Per sottolineare il significato eminente della prova ottenuta, Moore, aggiungendo alle sue funzioni di sceneggiatore e regista quelle di narratore in prima persona – cosa che lo pone modestamente al centro della storia contemporanea –, domanda: Cosa direbbero i repubblicani di Bill Clinton se, subito dopo l’attentato in Oklahoma (19 aprile 1995), autorizzasse a partire all’estero la famiglia del terrorista Timothy McVeigh? Rispondo io: sarebbe di fatto uno scandalo, soprattutto perché i parenti di McVeigh erano cittadini americani, non stranieri protetti dalla propria ambasciata come i Bin Laden. Però, se tutto il problema fosse una domanda idiota, sarebbe un sollievo. Il problema della teoria di Moore è ben altro, è una malattia congenita, mortale ed incurabile: chi autorizzò l’uscita dal paese dei Bin Laden non fu George W. Bush. La richiesta di autorizzazione per il viaggio non salì lo scalone presidenziale. Chi autorizzò, molti gradini più in basso, fu un funzionario di nome Richard Clarke. Sapete chi è Richard Clarke? Quello stesso che, dopo, si mise a fare denuncie scabrose contro il governo Bush e bruciò in un colpo i suoi quindici minuti di notorietà diventando il Michael Moore dei servizi di informazione. Per apparire un testimone idoneo, Clarke disse di essere elettore repubblicano. Solo che poi si è scoperto che era un democratico matricolato e sostenitore contribuente con finanziamenti. Accidenti! Se George W. Bush, nel caso avesse autorizzato il viaggio, sarebbe diventato sospetto di boicottare in modo deliberato le investigazioni, perché diavolo non dovrebbe diventare sospetto di boicottaggio intenzionale al governo il suo oppositore democratico che autorizzò il viaggio dei Bin Laden sapendo che ciò avrebbe danneggiato l’immagine del presidente e avrebbe potuto perfino diventare un film di Michael Moore? Così è la vita: la semplice firma di un burocrate in un visto di turista si capovolge in una ricercata ipotesi cospiratoria.
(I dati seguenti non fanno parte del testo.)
use crate::util::fixed::Fp;
use serde::{Deserialize, Serialize};
use std::ops::{Add, AddAssign, Div, Mul, MulAssign, Neg, Sub, SubAssign};

/// Ground-plane vector (world X and Z) in fixed point
#[derive(Debug, Clone, Copy, Default, Serialize, Deserialize, PartialEq, Eq, Hash)]
pub struct Vec2 {
    pub x: Fp,
    pub y: Fp,
}

impl Vec2 {
    pub const ZERO: Vec2 = Vec2 { x: Fp::ZERO, y: Fp::ZERO };
    pub const RIGHT: Vec2 = Vec2 { x: Fp::ONE, y: Fp::ZERO };
    pub const UP: Vec2 = Vec2 { x: Fp::ZERO, y: Fp::ONE };

    #[inline]
    pub const fn new(x: Fp, y: Fp) -> Self {
        Self { x, y }
    }

    #[inline]
    pub const fn from_ints(x: i64, y: i64) -> Self {
        Self { x: Fp::from_int(x), y: Fp::from_int(y) }
    }

    #[inline]
    pub fn from_angle(angle: Fp) -> Self {
        Self { x: angle.cos(), y: angle.sin() }
    }

    #[inline]
    pub fn length_sq(&self) -> Fp {
        self.x * self.x + self.y * self.y
    }

    #[inline]
    pub fn length(&self) -> Fp {
        self.length_sq().sqrt()
    }

    /// Unit vector, or zero for a zero vector
    pub fn normalize(&self) -> Self {
        let len = self.length();
        if len > Fp::ZERO {
            Self { x: self.x / len, y: self.y / len }
        } else {
            Self::ZERO
        }
    }

    /// Returns normalized vector and original length
    pub fn normalize_with_length(&self) -> (Self, Fp) {
        let len = self.length();
        if len > Fp::ZERO {
            (Self { x: self.x / len, y: self.y / len }, len)
        } else {
            (Self::ZERO, Fp::ZERO)
        }
    }

    #[inline]
    pub fn dot(&self, other: Vec2) -> Fp {
        self.x * other.x + self.y * other.y
    }

    /// 2D cross product (returns scalar z-component)
    #[inline]
    pub fn cross(&self, other: Vec2) -> Fp {
        self.x * other.y - self.y * other.x
    }

    #[inline]
    pub fn distance_to(&self, other: Vec2) -> Fp {
        (*self - other).length()
    }

    #[inline]
    pub fn distance_sq_to(&self, other: Vec2) -> Fp {
        (*self - other).length_sq()
    }

    pub fn lerp(&self, other: Vec2, t: Fp) -> Self {
        *self + (other - *self) * t
    }

    pub fn rotate(&self, angle: Fp) -> Self {
        let (sin, cos) = (angle.sin(), angle.cos());
        Self {
            x: self.x * cos - self.y * sin,
            y: self.x * sin + self.y * cos,
        }
    }

    /// Returns angle in radians
    pub fn angle(&self) -> Fp {
        Fp::atan2(self.y, self.x)
    }

    /// Move toward `target` by at most `max_step`
    pub fn move_towards(&self, target: Vec2, max_step: Fp) -> Self {
        let (direction, distance) = (target - *self).normalize_with_length();
        if distance <= max_step {
            target
        } else {
            *self + direction * max_step
        }
    }

    #[inline]
    pub fn is_zero(&self) -> bool {
        self.x == Fp::ZERO && self.y == Fp::ZERO
    }

    /// Check if vector is approximately equal to another
    pub fn approx_eq(&self, other: Vec2, epsilon: Fp) -> bool {
        (self.x - other.x).abs() <= epsilon && (self.y - other.y).abs() <= epsilon
    }
}

impl Add for Vec2 {
    type Output = Self;
    fn add(self, rhs: Self) -> Self {
        Self { x: self.x + rhs.x, y: self.y + rhs.y }
    }
}

impl Sub for Vec2 {
    type Output = Self;
    fn sub(self, rhs: Self) -> Self {
        Self { x: self.x - rhs.x, y: self.y - rhs.y }
    }
}

impl Mul<Fp> for Vec2 {
    type Output = Self;
    fn mul(self, rhs: Fp) -> Self {
        Self { x: self.x * rhs, y: self.y * rhs }
    }
}

impl Div<Fp> for Vec2 {
    type Output = Self;
    fn div(self, rhs: Fp) -> Self {
        Self { x: self.x / rhs, y: self.y / rhs }
    }
}

impl Neg for Vec2 {
    type Output = Self;
    fn neg(self) -> Self {
        Self { x: -self.x, y: -self.y }
    }
}

impl AddAssign for Vec2 {
    fn add_assign(&mut self, rhs: Self) {
        self.x += rhs.x;
        self.y += rhs.y;
    }
}

impl SubAssign for Vec2 {
    fn sub_assign(&mut self, rhs: Self) {
        self.x -= rhs.x;
        self.y -= rhs.y;
    }
}

impl MulAssign<Fp> for Vec2 {
    fn mul_assign(&mut self, rhs: Fp) {
        self.x *= rhs;
        self.y *= rhs;
    }
}

/// World-space point with height, used for chest-height line of sight
#[derive(Debug, Clone, Copy, Default, PartialEq, Eq, Hash)]
pub struct Vec3 {
    pub x: Fp,
    pub y: Fp,
    pub z: Fp,
}

impl Vec3 {
    #[inline]
    pub const fn new(x: Fp, y: Fp, z: Fp) -> Self {
        Self { x, y, z }
    }

    /// Lift a ground-plane point to `height`
    #[inline]
    pub const fn from_ground(ground: Vec2, height: Fp) -> Self {
        Self { x: ground.x, y: height, z: ground.y }
    }

    #[inline]
    pub const fn ground(&self) -> Vec2 {
        Vec2 { x: self.x, y: self.z }
    }

    pub fn distance_sq_to(&self, other: Vec3) -> Fp {
        let (dx, dy, dz) = (self.x - other.x, self.y - other.y, self.z - other.z);
        dx * dx + dy * dy + dz * dz
    }

    pub fn lerp(&self, other: Vec3, t: Fp) -> Self {
        Self {
            x: Fp::lerp(self.x, other.x, t),
            y: Fp::lerp(self.y, other.y, t),
            z: Fp::lerp(self.z, other.z, t),
        }
    }
}

#[cfg(test)]
mod tests {
    use super::*;

    fn eps() -> Fp {
        Fp::from_milli(3)
    }

    fn approx(a: Fp, b: Fp) -> bool {
        (a - b).abs() <= eps()
    }

    #[test]
    fn test_length() {
        let v = Vec2::from_ints(3, 4);
        assert_eq!(v.length_sq(), Fp::from_int(25));
        assert_eq!(v.length(), Fp::from_int(5));
    }

    #[test]
    fn test_normalize() {
        let n = Vec2::from_ints(3, 4).normalize();
        assert!(approx(n.x, Fp::from_milli(600)));
        assert!(approx(n.y, Fp::from_milli(800)));
        assert!(approx(n.length(), Fp::ONE));
    }

    #[test]
    fn test_normalize_zero() {
        assert_eq!(Vec2::ZERO.normalize(), Vec2::ZERO);
        assert_eq!(Vec2::ZERO.normalize_with_length(), (Vec2::ZERO, Fp::ZERO));
    }

    #[test]
    fn test_dot_and_cross() {
        let a = Vec2::from_ints(1, 2);
        let b = Vec2::from_ints(3, 4);
        assert_eq!(a.dot(b), Fp::from_int(11));
        assert_eq!(Vec2::RIGHT.cross(Vec2::UP), Fp::ONE);
    }

    #[test]
    fn test_rotate_quarter_turn() {
        let rotated = Vec2::RIGHT.rotate(Fp::HALF_PI);
        assert!(rotated.approx_eq(Vec2::UP, eps()));
    }

    #[test]
    fn test_angle_round_trip() {
        let angle = Fp::from_milli(1200);
        let v = Vec2::from_angle(angle);
        assert!(approx(v.angle(), angle));
    }

    #[test]
    fn test_move_towards() {
        let start = Vec2::ZERO;
        let target = Vec2::from_ints(10, 0);
        assert_eq!(start.move_towards(target, Fp::from_int(4)), Vec2::from_ints(4, 0));
        assert_eq!(start.move_towards(target, Fp::from_int(40)), target);
    }

    #[test]
    fn test_vec3_ground_projection() {
        let ground = Vec2::from_ints(2, -5);
        let lifted = Vec3::from_ground(ground, Fp::ONE);
        assert_eq!(lifted.ground(), ground);
        assert_eq!(lifted.y, Fp::ONE);
    }
}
E’ evidente che l’episodio Clarke, così meravigliosamente strombazzato nei media quando sembrava un’arma di distruzione di Bush di massa e così rapidamente messo a tacere dopo la divulgazione del fatto che quel testimone aveva mentito circa la sua affiliazione partitica, fa a pezzi la tesi del film e riduce a nulla l’interesse della sua trama.

A nulla? Esagero. Il film è interessantissimo. Non per il suo contenuto, che non va al di là di ciò che abbiamo visto.Neppure per il suo corredo di alte considerazioni morali, che sono di un tartufismo atroce. E molto meno per la sua forma, che – giudicatelo voi stessi – è pura estetica di propaganda elettorale, adornata da alcune ripetizioni del trucco eisensteiniano, conosciuto perfino dagli impiegati delle pulizie degli studios, di giustapporre immagini che non hanno nulla a che vedere una con l’altra per dare l’impressione che invece ne hanno.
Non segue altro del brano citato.